• _Requirement_: When the string "price" occurs in a line of the listing below, return that line.
########################################
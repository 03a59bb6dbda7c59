//! Sale recording and reversal integration tests for pos-service.

mod common;

use common::{money, TestApp};
use serde_json::{json, Value};

#[tokio::test]
async fn recording_a_sale_decrements_stock_and_accretes_the_day() {
    let app = TestApp::spawn().await;
    let account = app.register_account().await;
    let product_id = app
        .create_product(&account.token, "Coffee Beans", "100.00", 10)
        .await;

    let response = app
        .post_json(
            "/sales",
            &account.token,
            &json!({
                "products": [{ "product": product_id, "quantity": 3, "price": "100.00" }],
                "total": "300.00",
                "paymentMethod": "cash",
            }),
        )
        .await;
    assert_eq!(response.status(), 201);

    let body: Value = response.json().await.expect("Invalid sale response");
    assert_eq!(body["sale"]["status"], "active");
    assert_eq!(money(&body["sale"], "total"), "300".parse().unwrap());
    assert_eq!(body["sale"]["items"][0]["displayName"], "Coffee Beans");
    assert_eq!(money(&body["dailyCash"], "totalSalesAmount"), "300".parse().unwrap());
    assert_eq!(body["dailyCash"]["totalOperations"], 1);
    assert_eq!(body["dailyCash"]["status"], "open");

    // Stock was decremented
    let response = app
        .get(&format!("/products/{}", product_id), &account.token)
        .await;
    let product: Value = response.json().await.expect("Invalid product response");
    assert_eq!(product["stock"], 7);

    app.cleanup().await;
}

#[tokio::test]
async fn free_text_items_do_not_touch_stock() {
    let app = TestApp::spawn().await;
    let account = app.register_account().await;

    let response = app
        .post_json(
            "/sales",
            &account.token,
            &json!({
                "products": [{ "name": "Gift wrapping", "quantity": 2, "price": "50.00" }],
                "total": "100.00",
                "paymentMethod": "card",
            }),
        )
        .await;
    assert_eq!(response.status(), 201);

    let body: Value = response.json().await.expect("Invalid sale response");
    assert_eq!(body["sale"]["items"][0]["displayName"], "Gift wrapping");
    assert!(body["sale"]["items"][0]["productId"].is_null());

    app.cleanup().await;
}

#[tokio::test]
async fn total_mismatch_is_rejected() {
    let app = TestApp::spawn().await;
    let account = app.register_account().await;
    let product_id = app
        .create_product(&account.token, "Tea", "200.00", 5)
        .await;

    let response = app
        .post_json(
            "/sales",
            &account.token,
            &json!({
                "products": [{ "product": product_id, "quantity": 2, "price": "200.00" }],
                "total": "999.00",
                "paymentMethod": "cash",
            }),
        )
        .await;
    assert_eq!(response.status(), 400);

    // Nothing was written
    let response = app
        .get(&format!("/products/{}", product_id), &account.token)
        .await;
    let product: Value = response.json().await.expect("Invalid product response");
    assert_eq!(product["stock"], 5);

    let response = app.get("/sales", &account.token).await;
    let sales: Vec<Value> = response.json().await.expect("Invalid sales response");
    assert!(sales.is_empty());

    app.cleanup().await;
}

#[tokio::test]
async fn insufficient_stock_rolls_back_every_line_item() {
    let app = TestApp::spawn().await;
    let account = app.register_account().await;
    let plenty = app
        .create_product(&account.token, "Plenty", "10.00", 100)
        .await;
    let scarce = app
        .create_product(&account.token, "Scarce", "10.00", 1)
        .await;

    let response = app
        .post_json(
            "/sales",
            &account.token,
            &json!({
                "products": [
                    { "product": plenty, "quantity": 5, "price": "10.00" },
                    { "product": scarce, "quantity": 3, "price": "10.00" },
                ],
                "total": "80.00",
                "paymentMethod": "cash",
            }),
        )
        .await;
    assert_eq!(response.status(), 400);

    // The first line's decrement must have been rolled back with the rest
    let response = app
        .get(&format!("/products/{}", plenty), &account.token)
        .await;
    let product: Value = response.json().await.expect("Invalid product response");
    assert_eq!(product["stock"], 100);

    let response = app.get("/daily-cash/today", &account.token).await;
    let day: Value = response.json().await.expect("Invalid day response");
    assert_eq!(day["totalOperations"], 0);
    assert_eq!(money(&day, "totalSalesAmount"), "0".parse().unwrap());

    app.cleanup().await;
}

#[tokio::test]
async fn sale_without_items_fails_validation() {
    let app = TestApp::spawn().await;
    let account = app.register_account().await;

    let response = app
        .post_json(
            "/sales",
            &account.token,
            &json!({ "products": [], "total": "0.00", "paymentMethod": "cash" }),
        )
        .await;
    assert_eq!(response.status(), 422);

    app.cleanup().await;
}

#[tokio::test]
async fn unknown_product_reference_is_rejected() {
    let app = TestApp::spawn().await;
    let account = app.register_account().await;

    let response = app
        .post_json(
            "/sales",
            &account.token,
            &json!({
                "products": [{ "product": uuid::Uuid::new_v4(), "quantity": 1, "price": "10.00" }],
                "total": "10.00",
                "paymentMethod": "cash",
            }),
        )
        .await;
    assert_eq!(response.status(), 400);

    app.cleanup().await;
}

#[tokio::test]
async fn reverting_a_sale_restores_stock_and_retracts_the_day() {
    let app = TestApp::spawn().await;
    let account = app.register_account().await;
    let product_id = app
        .create_product(&account.token, "Notebook", "250.00", 10)
        .await;

    let response = app
        .post_json(
            "/sales",
            &account.token,
            &json!({
                "products": [{ "product": product_id, "quantity": 4, "price": "250.00" }],
                "total": "1000.00",
                "paymentMethod": "cash",
            }),
        )
        .await;
    assert_eq!(response.status(), 201);
    let body: Value = response.json().await.expect("Invalid sale response");
    let sale_id = body["sale"]["saleId"].as_str().expect("missing id").to_string();

    let response = app
        .post_json(&format!("/sales/{}/revert", sale_id), &account.token, &json!({}))
        .await;
    assert_eq!(response.status(), 200);
    let body: Value = response.json().await.expect("Invalid revert response");
    assert_eq!(body["sale"]["status"], "reverted");

    // Stock restored
    let response = app
        .get(&format!("/products/{}", product_id), &account.token)
        .await;
    let product: Value = response.json().await.expect("Invalid product response");
    assert_eq!(product["stock"], 10);

    // Day totals retracted, floored at zero
    let response = app.get("/daily-cash/today", &account.token).await;
    let day: Value = response.json().await.expect("Invalid day response");
    assert_eq!(money(&day, "totalSalesAmount"), "0".parse().unwrap());
    assert_eq!(day["totalOperations"], 0);
    assert!(day["sales"].as_array().expect("sales array").is_empty());

    // A second revert is rejected before any further stock change
    let response = app
        .post_json(&format!("/sales/{}/revert", sale_id), &account.token, &json!({}))
        .await;
    assert_eq!(response.status(), 409);

    let response = app
        .get(&format!("/products/{}", product_id), &account.token)
        .await;
    let product: Value = response.json().await.expect("Invalid product response");
    assert_eq!(product["stock"], 10);

    app.cleanup().await;
}

#[tokio::test]
async fn reverting_a_foreign_sale_is_not_found() {
    let app = TestApp::spawn().await;
    let owner = app.register_account().await;
    let stranger = app.register_account().await;

    let response = app
        .post_json(
            "/sales",
            &owner.token,
            &json!({
                "products": [{ "name": "Mystery", "quantity": 1, "price": "10.00" }],
                "total": "10.00",
                "paymentMethod": "cash",
            }),
        )
        .await;
    let body: Value = response.json().await.expect("Invalid sale response");
    let sale_id = body["sale"]["saleId"].as_str().expect("missing id").to_string();

    let response = app
        .post_json(&format!("/sales/{}/revert", sale_id), &stranger.token, &json!({}))
        .await;
    assert_eq!(response.status(), 404);

    app.cleanup().await;
}

#[tokio::test]
async fn sale_listing_and_detail_work() {
    let app = TestApp::spawn().await;
    let account = app.register_account().await;

    for price in ["10.00", "20.00"] {
        let response = app
            .post_json(
                "/sales",
                &account.token,
                &json!({
                    "products": [{ "name": "Item", "quantity": 1, "price": price }],
                    "total": price,
                    "paymentMethod": "cash",
                }),
            )
            .await;
        assert_eq!(response.status(), 201);
    }

    let response = app.get("/sales", &account.token).await;
    assert_eq!(response.status(), 200);
    let sales: Vec<Value> = response.json().await.expect("Invalid sales response");
    assert_eq!(sales.len(), 2);

    let sale_id = sales[0]["saleId"].as_str().expect("missing id");
    let response = app.get(&format!("/sales/{}", sale_id), &account.token).await;
    assert_eq!(response.status(), 200);
    let detail: Value = response.json().await.expect("Invalid detail response");
    assert_eq!(detail["items"].as_array().expect("items").len(), 1);

    app.cleanup().await;
}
########################################
• _Exercise output_:
                "products": [{ "product": product_id, "quantity": 3, "price": "100.00" }],
                "products": [{ "name": "Gift wrapping", "quantity": 2, "price": "50.00" }],
                "products": [{ "product": product_id, "quantity": 2, "price": "200.00" }],
                    { "product": plenty, "quantity": 5, "price": "10.00" },
                    { "product": scarce, "quantity": 3, "price": "10.00" },
                "products": [{ "product": uuid::Uuid::new_v4(), "quantity": 1, "price": "10.00" }],
                "products": [{ "product": product_id, "quantity": 4, "price": "250.00" }],
                "products": [{ "name": "Mystery", "quantity": 1, "price": "10.00" }],
    for price in ["10.00", "20.00"] {
                    "products": [{ "name": "Item", "quantity": 1, "price": price }],
                    "total": price,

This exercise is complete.